INSTRUCTIONS FOR THE TASK: Give the count of lines in the entries that include "OsRng", and write nothing besides it.

--- DATA PROVIDED Enclosed Below ---

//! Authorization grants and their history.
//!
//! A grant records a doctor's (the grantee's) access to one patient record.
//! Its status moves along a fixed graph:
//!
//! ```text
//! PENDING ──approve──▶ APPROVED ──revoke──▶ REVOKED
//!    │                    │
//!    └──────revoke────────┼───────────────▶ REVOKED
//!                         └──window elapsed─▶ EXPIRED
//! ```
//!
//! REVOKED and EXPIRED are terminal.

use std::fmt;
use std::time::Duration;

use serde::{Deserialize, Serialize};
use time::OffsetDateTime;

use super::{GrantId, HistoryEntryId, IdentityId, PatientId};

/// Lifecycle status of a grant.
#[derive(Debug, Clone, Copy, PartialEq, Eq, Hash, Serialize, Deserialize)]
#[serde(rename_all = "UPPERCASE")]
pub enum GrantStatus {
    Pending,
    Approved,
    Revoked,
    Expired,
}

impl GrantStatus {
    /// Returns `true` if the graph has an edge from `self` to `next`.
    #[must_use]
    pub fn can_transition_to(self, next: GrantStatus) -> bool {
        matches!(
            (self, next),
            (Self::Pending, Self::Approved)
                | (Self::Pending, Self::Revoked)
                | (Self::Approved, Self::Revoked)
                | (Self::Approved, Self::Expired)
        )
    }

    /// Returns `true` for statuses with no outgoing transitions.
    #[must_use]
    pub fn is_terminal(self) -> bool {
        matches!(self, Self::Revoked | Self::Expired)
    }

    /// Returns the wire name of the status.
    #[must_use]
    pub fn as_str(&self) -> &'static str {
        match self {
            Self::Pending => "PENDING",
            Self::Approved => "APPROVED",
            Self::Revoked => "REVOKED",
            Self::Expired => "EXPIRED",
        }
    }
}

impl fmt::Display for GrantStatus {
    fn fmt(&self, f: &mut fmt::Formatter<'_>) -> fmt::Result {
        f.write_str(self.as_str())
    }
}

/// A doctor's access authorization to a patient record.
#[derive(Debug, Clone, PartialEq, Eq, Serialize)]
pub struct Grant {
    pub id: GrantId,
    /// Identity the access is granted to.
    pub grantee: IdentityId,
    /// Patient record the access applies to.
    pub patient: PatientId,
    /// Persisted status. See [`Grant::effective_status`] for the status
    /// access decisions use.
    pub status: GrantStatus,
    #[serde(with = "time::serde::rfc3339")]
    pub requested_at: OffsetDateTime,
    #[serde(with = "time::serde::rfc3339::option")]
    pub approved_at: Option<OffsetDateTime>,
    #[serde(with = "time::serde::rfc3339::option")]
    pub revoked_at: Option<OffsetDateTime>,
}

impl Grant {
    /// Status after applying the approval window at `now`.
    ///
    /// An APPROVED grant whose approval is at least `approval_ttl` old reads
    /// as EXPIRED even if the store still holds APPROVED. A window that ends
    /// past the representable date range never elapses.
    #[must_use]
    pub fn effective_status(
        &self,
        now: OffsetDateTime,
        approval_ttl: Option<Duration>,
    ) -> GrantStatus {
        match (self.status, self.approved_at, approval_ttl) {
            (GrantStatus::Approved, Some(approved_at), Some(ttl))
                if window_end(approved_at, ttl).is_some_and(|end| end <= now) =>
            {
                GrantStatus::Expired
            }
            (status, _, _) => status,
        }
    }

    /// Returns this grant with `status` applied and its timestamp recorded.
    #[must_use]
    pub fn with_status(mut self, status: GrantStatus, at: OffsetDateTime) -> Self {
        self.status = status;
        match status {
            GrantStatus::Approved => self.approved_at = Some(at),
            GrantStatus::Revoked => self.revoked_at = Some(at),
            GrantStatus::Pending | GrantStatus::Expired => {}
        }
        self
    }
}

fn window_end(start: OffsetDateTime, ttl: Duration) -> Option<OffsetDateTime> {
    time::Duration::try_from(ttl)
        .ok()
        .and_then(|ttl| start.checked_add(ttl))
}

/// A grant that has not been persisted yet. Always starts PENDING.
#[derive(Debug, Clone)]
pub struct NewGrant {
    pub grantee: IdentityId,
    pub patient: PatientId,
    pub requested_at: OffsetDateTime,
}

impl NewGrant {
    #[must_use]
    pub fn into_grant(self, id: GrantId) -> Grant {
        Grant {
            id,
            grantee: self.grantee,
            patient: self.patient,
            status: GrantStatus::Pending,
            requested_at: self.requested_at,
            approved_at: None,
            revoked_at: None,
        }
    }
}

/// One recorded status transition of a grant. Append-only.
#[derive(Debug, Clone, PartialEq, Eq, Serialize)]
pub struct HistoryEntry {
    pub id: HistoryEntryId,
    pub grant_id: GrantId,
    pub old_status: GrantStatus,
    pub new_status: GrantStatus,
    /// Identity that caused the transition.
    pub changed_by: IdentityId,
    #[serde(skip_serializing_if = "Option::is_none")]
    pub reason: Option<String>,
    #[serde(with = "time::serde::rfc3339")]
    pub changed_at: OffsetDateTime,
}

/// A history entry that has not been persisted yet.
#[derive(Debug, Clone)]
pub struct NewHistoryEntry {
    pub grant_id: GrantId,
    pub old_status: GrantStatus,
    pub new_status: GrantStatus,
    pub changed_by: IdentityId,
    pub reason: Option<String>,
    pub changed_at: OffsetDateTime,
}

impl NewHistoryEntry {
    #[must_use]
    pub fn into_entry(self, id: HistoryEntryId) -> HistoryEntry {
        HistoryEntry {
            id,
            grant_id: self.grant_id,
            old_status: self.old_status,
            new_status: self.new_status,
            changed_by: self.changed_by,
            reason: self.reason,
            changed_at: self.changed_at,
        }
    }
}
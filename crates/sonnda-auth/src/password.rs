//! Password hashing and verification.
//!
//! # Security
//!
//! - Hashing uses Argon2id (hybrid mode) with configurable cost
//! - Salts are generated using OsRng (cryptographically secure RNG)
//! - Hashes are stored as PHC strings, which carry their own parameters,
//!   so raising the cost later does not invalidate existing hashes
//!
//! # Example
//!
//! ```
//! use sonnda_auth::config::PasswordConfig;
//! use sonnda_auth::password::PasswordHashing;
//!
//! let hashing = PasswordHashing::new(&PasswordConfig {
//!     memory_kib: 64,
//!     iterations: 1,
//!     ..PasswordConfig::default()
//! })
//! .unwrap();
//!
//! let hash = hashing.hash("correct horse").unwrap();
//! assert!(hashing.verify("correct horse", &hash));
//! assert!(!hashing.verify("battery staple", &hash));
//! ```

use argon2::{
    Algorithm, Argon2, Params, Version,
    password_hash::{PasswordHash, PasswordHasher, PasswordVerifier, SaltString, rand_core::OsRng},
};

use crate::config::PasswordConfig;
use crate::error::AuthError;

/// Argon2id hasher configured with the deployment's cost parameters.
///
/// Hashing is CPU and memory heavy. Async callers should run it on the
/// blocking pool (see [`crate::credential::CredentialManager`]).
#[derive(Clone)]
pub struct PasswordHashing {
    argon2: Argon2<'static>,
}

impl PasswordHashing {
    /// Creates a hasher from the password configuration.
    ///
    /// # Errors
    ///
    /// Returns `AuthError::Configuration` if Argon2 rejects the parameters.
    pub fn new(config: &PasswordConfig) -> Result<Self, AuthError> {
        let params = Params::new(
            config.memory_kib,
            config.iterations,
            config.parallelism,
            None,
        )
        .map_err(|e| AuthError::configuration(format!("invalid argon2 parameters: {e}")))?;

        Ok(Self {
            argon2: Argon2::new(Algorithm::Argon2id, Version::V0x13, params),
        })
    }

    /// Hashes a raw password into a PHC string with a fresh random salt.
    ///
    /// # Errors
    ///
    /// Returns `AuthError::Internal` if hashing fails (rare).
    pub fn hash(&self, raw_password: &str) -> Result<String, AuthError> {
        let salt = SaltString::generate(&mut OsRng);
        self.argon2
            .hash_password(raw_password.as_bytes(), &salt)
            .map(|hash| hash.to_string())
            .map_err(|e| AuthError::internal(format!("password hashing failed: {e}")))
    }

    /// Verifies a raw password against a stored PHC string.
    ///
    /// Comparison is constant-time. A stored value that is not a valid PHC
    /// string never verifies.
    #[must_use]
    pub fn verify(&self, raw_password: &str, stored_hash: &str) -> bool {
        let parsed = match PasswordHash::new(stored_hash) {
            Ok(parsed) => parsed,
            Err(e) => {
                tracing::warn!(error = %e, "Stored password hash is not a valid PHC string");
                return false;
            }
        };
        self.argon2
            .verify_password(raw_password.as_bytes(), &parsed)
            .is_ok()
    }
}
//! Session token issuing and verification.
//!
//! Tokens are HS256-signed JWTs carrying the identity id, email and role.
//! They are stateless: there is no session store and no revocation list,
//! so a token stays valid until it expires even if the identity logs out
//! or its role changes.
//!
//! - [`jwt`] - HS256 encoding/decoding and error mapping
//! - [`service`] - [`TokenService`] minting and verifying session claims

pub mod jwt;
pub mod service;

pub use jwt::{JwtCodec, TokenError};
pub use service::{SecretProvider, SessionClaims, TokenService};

--- End of Enclosed DATA PROVIDED ---

OUTPUT FOR THIS EXERCISE: 3